Les ours n’ont pas de frontière, pas de papier. Ce qui ne veut pas dire qu’on ne les arrête jamais. Leur arrêt est généralement définitif : une balle à ailettes ou pas dans le buffet. Pour les hommes, traverser les frontières, c’est plus difficile que pour les ours ou les marchandises. Ou l’on a des papiers, ou l’on n’en a pas. Dans ce cas, il faut se rendre invisible et traverser en catimini. Pendant trois jours et trois nuits, Elena, Luca, Jason et quelques autres arpentent un massif alpin vraisemblablement au centre de l’Europe. Leur particularité : ne pas être nés au bon endroit, au bon moment. Ce ne sont que des natifs d’à côté, du mauvais côté. « On arrivait de nulle part, les uns derrière les autres depuis la place Transalpine, à la frontière Schengen, depuis les camps de rétention. Unable to enter in, chacun pour soi.
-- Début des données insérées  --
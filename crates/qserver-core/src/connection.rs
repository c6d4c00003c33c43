// ── Connection manager ──
//
// Keeps at most one live transport to the queue server (a status
// WebSocket or an HTTP poll loop) and derives the connection state from
// it on a fixed health-check period. The state is level-triggered: every
// tick recomputes it from the session bookkeeping, so a missed transition
// is corrected on the next tick.
//
// Bookkeeping lives in `Session` behind a mutex. Every write to the
// observable state and to the status bus happens on the event loop.
// Async results carry the session epoch they were started under and are
// dropped once the epoch has moved on (stop, restart, reconnect or an
// aborted attempt).

use std::sync::{Arc, Mutex, MutexGuard, PoisonError, Weak};

use qserver_api::{RunEngineService, StatusSnapshot, StatusSocket, StatusWsMessage};
use strum::Display;
use tokio::time::Instant;
use tracing::{debug, info, warn};

use crate::config::ConnectionConfig;
use crate::error::CoreError;
use crate::event_loop::EventLoop;
use crate::lifecycle::Resettable;
use crate::observable::Observable;
use crate::plans_cache::PlansCache;
use crate::scheduler::{PollCenter, TaskHandle};
use crate::status_bus::StatusBus;

/// Health of the link to the queue server.
#[derive(Debug, Clone, Copy, PartialEq, Eq, Hash, Display)]
#[strum(serialize_all = "SCREAMING_SNAKE_CASE")]
pub enum ConnectionState {
    /// Not trying to connect.
    Disconnected,
    /// Attempt in progress, or connected without a first status.
    Connecting,
    /// Connected with fresh status.
    Connected,
    /// Connected, but status has gone stale.
    NoStatus,
    /// Attempt failed, timed out, or the transport dropped.
    NetworkError,
}
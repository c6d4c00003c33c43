use thiserror::Error;

/// Top-level error type for the `qserver-api` crate.
///
/// Covers every failure mode of the transport layer: HTTP, WebSocket,
/// payload decoding, and rate-limiter construction. `qserver-core` maps
/// these into its own error type and never surfaces them to UI callers.
#[derive(Debug, Error)]
pub enum Error {
    // ── Transport ───────────────────────────────────────────────────
    /// HTTP transport error (connection refused, DNS failure, etc.)
    #[error("HTTP transport error: {0}")]
    Transport(#[from] reqwest::Error),

    /// URL parsing error.
    #[error("Invalid URL: {0}")]
    InvalidUrl(#[from] url::ParseError),

    /// Non-success HTTP status returned by the server.
    #[error("HTTP {status}: {body}")]
    Http { status: u16, body: String },

    /// TLS handshake or certificate error.
    #[error("TLS error: {0}")]
    Tls(String),

    // ── Server ──────────────────────────────────────────────────────
    /// The server answered but reported `success: false`.
    #[error("Request rejected by server: {message}")]
    Rejected { message: String },

    // ── WebSocket ───────────────────────────────────────────────────
    /// WebSocket connection failed.
    #[error("WebSocket connection failed: {0}")]
    WebSocketConnect(String),

    /// WebSocket closed unexpectedly.
    #[error("WebSocket closed (code {code}): {reason}")]
    WebSocketClosed { code: u16, reason: String },

    /// Operation requires a live socket.
    #[error("WebSocket is not connected")]
    NotConnected,

    // ── Data ────────────────────────────────────────────────────────
    /// JSON deserialization failed, with the raw body for debugging.
    #[error("Deserialization error: {message}")]
    Deserialization { message: String, body: String },

    // ── Construction ────────────────────────────────────────────────
    /// Rate limiter was configured with a non-positive or non-finite rate.
    #[error("Invalid rate: {0} permits/second (must be finite and greater than zero)")]
    InvalidRate(f64),
}

impl Error {
    /// Returns `true` if this is a transient error worth retrying.
    pub fn is_transient(&self) -> bool {
        match self {
            Self::Transport(e) => e.is_timeout() || e.is_connect(),
            Self::Http { status, .. } => crate::http_support::is_retryable_status(*status),
            Self::WebSocketConnect(_) | Self::WebSocketClosed { .. } => true,
            _ => false,
        }
    }

    /// Returns the HTTP status code carried by this error, if any.
    pub fn status(&self) -> Option<u16> {
        match self {
            Self::Transport(e) => e.status().map(|s| s.as_u16()),
            Self::Http { status, .. } => Some(*status),
            _ => None,
        }
    }
}
//! Configuration for queue-server clients.
//!
//! A flat TOML file in the platform config directory, overlaid with
//! `QSERVER_`-prefixed environment variables, translated into the
//! transport settings of `qserver-api` and the connection settings of
//! `qserver-core`.
//!
//! ```toml
//! url = "http://localhost:60610"
//! use_websockets = true
//! update_interval_ms = 1000
//! api_key_env = "QSERVER_HTTP_SERVER_API_KEY"
//! ```

use std::path::{Path, PathBuf};
use std::time::Duration;

use directories::ProjectDirs;
use figment::{
    Figment,
    providers::{Env, Format, Serialized, Toml},
};
use qserver_api::{TlsMode, TransportConfig};
use qserver_core::ConnectionConfig;
use secrecy::SecretString;
use serde::{Deserialize, Serialize};
use thiserror::Error;
use url::Url;

/// Prefix of environment variables that override file settings.
pub const ENV_PREFIX: &str = "QSERVER_";

// ── Error ───────────────────────────────────────────────────────────

#[derive(Debug, Error)]
pub enum ConfigError {
    #[error("invalid {field}: {reason}")]
    Validation { field: String, reason: String },

    #[error("failed to render config: {0}")]
    Serialization(#[from] toml::ser::Error),

    #[error("config loading failed: {0}")]
    Figment(Box<figment::Error>),
}

impl From<figment::Error> for ConfigError {
    fn from(err: figment::Error) -> Self {
        Self::Figment(Box::new(err))
    }
}

// ── TOML config ─────────────────────────────────────────────────────

/// On-disk configuration.
#[derive(Debug, Clone, PartialEq, Deserialize, Serialize)]
#[serde(default)]
pub struct Config {
    /// Base URL of the queue server's HTTP API.
    pub url: String,

    /// Receive status over the WebSocket instead of polling.
    pub use_websockets: bool,

    /// Poll period when `use_websockets` is off.
    pub update_interval_ms: u64,

    /// Per-request HTTP timeout.
    pub timeout_secs: u64,

    /// Ceiling on outgoing HTTP requests.
    pub rate_limit_per_sec: f64,

    /// API key (plaintext; prefer `api_key_env`).
    pub api_key: Option<String>,

    /// Name of an environment variable holding the API key.
    pub api_key_env: Option<String>,

    /// Custom CA certificate for TLS.
    pub ca_cert: Option<PathBuf>,

    /// Accept any TLS certificate.
    pub insecure: bool,
}

impl Default for Config {
    fn default() -> Self {
        Self {
            url: "http://localhost:60610".into(),
            use_websockets: true,
            update_interval_ms: 1000,
            timeout_secs: 10,
            rate_limit_per_sec: qserver_api::client::DEFAULT_RATE_LIMIT,
            api_key: None,
            api_key_env: None,
            ca_cert: None,
            insecure: false,
        }
    }
}

/// Validated settings ready to hand to the transport and the core.
#[derive(Debug, Clone)]
pub struct Settings {
    pub url: Url,
    pub connection: ConnectionConfig,
    pub transport: TransportConfig,
    pub rate_limit_per_sec: f64,
}

// ── Config file path ────────────────────────────────────────────────

/// Resolve the config file path via XDG / platform conventions.
pub fn config_path() -> PathBuf {
    ProjectDirs::from("org", "bluesky", "qserver").map_or_else(
        || {
            let mut p = dirs_fallback();
            p.push("config.toml");
            p
        },
        |dirs| dirs.config_dir().join("config.toml"),
    )
}

fn dirs_fallback() -> PathBuf {
    let mut p = PathBuf::from(std::env::var("HOME").unwrap_or_else(|_| ".".into()));
    p.push(".config");
    p.push("qserver");
    p
}

// ── Config loading ──────────────────────────────────────────────────

/// Load config from the canonical path plus environment.
pub fn load_config() -> Result<Config, ConfigError> {
    load_config_from(&config_path())
}

/// Load config from `path` plus environment. A missing file yields the
/// defaults (still overridable from the environment).
pub fn load_config_from(path: &Path) -> Result<Config, ConfigError> {
    let config: Config = Figment::new()
        .merge(Serialized::defaults(Config::default()))
        .merge(Toml::file(path))
        .merge(Env::prefixed(ENV_PREFIX))
        .extract()?;
    Ok(config)
}

/// Effective config as TOML, with the plaintext API key redacted.
pub fn render_config(cfg: &Config) -> Result<String, ConfigError> {
    let mut shown = cfg.clone();
    if shown.api_key.is_some() {
        shown.api_key = Some("<redacted>".into());
    }
    Ok(toml::to_string_pretty(&shown)?)
}

// ── Resolution ──────────────────────────────────────────────────────

/// Resolve the API key: the variable named by `api_key_env` first, then
/// the plaintext `api_key`.
pub fn resolve_api_key(cfg: &Config) -> Option<SecretString> {
    if let Some(ref env_name) = cfg.api_key_env {
        if let Ok(val) = std::env::var(env_name) {
            return Some(SecretString::from(val));
        }
    }
    cfg.api_key.clone().map(SecretString::from)
}

impl Config {
    /// Validate and translate into runtime settings.
    pub fn to_settings(&self) -> Result<Settings, ConfigError> {
        let url: Url = self.url.parse().map_err(|e| ConfigError::Validation {
            field: "url".into(),
            reason: format!("invalid URL '{}': {e}", self.url),
        })?;
        if !matches!(url.scheme(), "http" | "https") {
            return Err(ConfigError::Validation {
                field: "url".into(),
                reason: format!("expected http or https, got '{}'", url.scheme()),
            });
        }

        if !self.rate_limit_per_sec.is_finite() || self.rate_limit_per_sec <= 0.0 {
            return Err(ConfigError::Validation {
                field: "rate_limit_per_sec".into(),
                reason: format!("must be a positive number, got {}", self.rate_limit_per_sec),
            });
        }

        let connection = ConnectionConfig {
            use_websockets: self.use_websockets,
            update_interval: Duration::from_millis(self.update_interval_ms),
            ..ConnectionConfig::default()
        };
        connection.validate().map_err(|e| ConfigError::Validation {
            field: "update_interval_ms".into(),
            reason: e.to_string(),
        })?;

        let tls = if self.insecure {
            TlsMode::DangerAcceptInvalid
        } else if let Some(ref ca_path) = self.ca_cert {
            TlsMode::CustomCa(ca_path.clone())
        } else {
            TlsMode::System
        };

        let transport = TransportConfig {
            tls,
            timeout: Duration::from_secs(self.timeout_secs),
            api_key: resolve_api_key(self),
        };

        Ok(Settings {
            url,
            connection,
            transport,
            rate_limit_per_sec: self.rate_limit_per_sec,
        })
    }
}

// ── Tests ───────────────────────────────────────────────────────────
mod cli;
mod error;
mod monitor;

use clap::Parser;
use tracing_subscriber::EnvFilter;

use qserver_api::{PlansAllowedResponse, RunEngineService};
use qserver_config::{Config, Settings};

use crate::cli::{Cli, Command, ConfigCommand, GlobalOpts, PlansArgs};
use crate::error::CliError;

#[tokio::main]
async fn main() {
    let cli = Cli::parse();

    init_tracing(cli.global.verbose);

    if let Err(err) = run(cli).await {
        let code = err.exit_code();
        eprintln!("{:?}", miette::Report::new(err));
        std::process::exit(code);
    }
}

fn init_tracing(verbosity: u8) {
    let filter = match verbosity {
        0 => "warn",
        1 => "info",
        2 => "debug",
        _ => "trace",
    };

    tracing_subscriber::fmt()
        .with_env_filter(
            EnvFilter::try_from_default_env().unwrap_or_else(|_| EnvFilter::new(filter)),
        )
        .with_writer(std::io::stderr)
        .with_target(false)
        .init();
}

async fn run(cli: Cli) -> Result<(), CliError> {
    match cli.command {
        Command::Completions(args) => {
            use clap::CommandFactory;
            use clap_complete::generate;

            let mut cmd = Cli::command();
            generate(args.shell, &mut cmd, "qserver-monitor", &mut std::io::stdout());
            Ok(())
        }

        Command::Config(ConfigCommand::Path) => {
            println!("{}", config_file(&cli.global).display());
            Ok(())
        }

        Command::Config(ConfigCommand::Show) => {
            let cfg = load_config(&cli.global)?;
            print!("{}", qserver_config::render_config(&cfg)?);
            Ok(())
        }

        Command::Status => {
            let settings = load_config(&cli.global)?.to_settings()?;
            let service = monitor::build_service(&settings)?;
            let status = service
                .status()
                .await
                .map_err(|e| CliError::from_core(e.into(), &settings.url))?;
            println!("{}", serde_json::to_string_pretty(&status)?);
            Ok(())
        }

        Command::Plans(ref args) => {
            let settings = load_config(&cli.global)?.to_settings()?;
            list_plans(&settings, args).await
        }

        Command::Watch(ref args) => {
            let mut cfg = load_config(&cli.global)?;
            if args.poll {
                cfg.use_websockets = false;
            }
            if let Some(ms) = args.interval_ms {
                cfg.update_interval_ms = ms;
            }
            let settings = cfg.to_settings()?;
            monitor::watch(&settings, args).await
        }
    }
}

async fn list_plans(settings: &Settings, args: &PlansArgs) -> Result<(), CliError> {
    let service = monitor::build_service(settings)?;
    let raw = service
        .plans_allowed_raw()
        .await
        .map_err(|e| CliError::from_core(e.into(), &settings.url))?;
    let plans = PlansAllowedResponse::from_raw(raw)?.into_plans()?;

    if args.json {
        println!("{}", serde_json::to_string_pretty(&plans)?);
        return Ok(());
    }

    for (name, meta) in &plans {
        match meta.get("description").and_then(serde_json::Value::as_str) {
            Some(description) => println!("{name}\t{}", first_line(description)),
            None => println!("{name}"),
        }
    }
    Ok(())
}

fn first_line(text: &str) -> &str {
    text.lines().next().unwrap_or_default().trim()
}

fn config_file(global: &GlobalOpts) -> std::path::PathBuf {
    global
        .config
        .clone()
        .unwrap_or_else(qserver_config::config_path)
}

/// Load the config file and environment, then apply command-line overrides.
fn load_config(global: &GlobalOpts) -> Result<Config, CliError> {
    let mut cfg = qserver_config::load_config_from(&config_file(global))?;

    if let Some(ref url) = global.url {
        cfg.url.clone_from(url);
    }
    if let Some(ref key) = global.api_key {
        cfg.api_key = Some(key.clone());
        cfg.api_key_env = None;
    }
    if let Some(secs) = global.timeout {
        cfg.timeout_secs = secs;
    }
    if global.insecure {
        cfg.insecure = true;
    }
    Ok(cfg)
}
Là où se séparent les droits imaginaires des uns des droits imaginaires des autres. » Menés par un passeur, ils progressent livrés à leurs peurs, leurs rêves, leurs illusions. Dans la deuxième partie du récit, un accordeur de piano poursuit un magnifique Pleyel à travers l’Europe. En 4x4, il arpente une route de montagne, heurte un ours. Obligé de continuer à pied, il rencontre la troupe de clandestins. Le récit devient fantastique. Totémique, aussi surréaliste qu’une directive européenne, l’ours s’invite autour du feu de camp. L’écriture hachée de Sylvain Coher faite de jeux de langues, de cassures, d’indéfinis, de scansions, d’idiomes européens (paroles d’émigrés recueillies pour le projet « frontière » du théâtre de l’Arpenteur à Rennes) prend ici une dimension théâtrale édifiante proche de celle qu’a donnée Platon à son mythe de la caverne. Un beau, dur, et vrai conte philosophique.
Les Effacés de Sylvain Coher
Argol, 213 pages, 18 €
Domaine français Ours sans frontières
juillet 2008 | Le Matricule des Anges n°95
| par
Dominique Aussenac
Un livre
Ours sans frontières
Par
Dominique Aussenac
Le Matricule des Anges n°95
, juillet 2008.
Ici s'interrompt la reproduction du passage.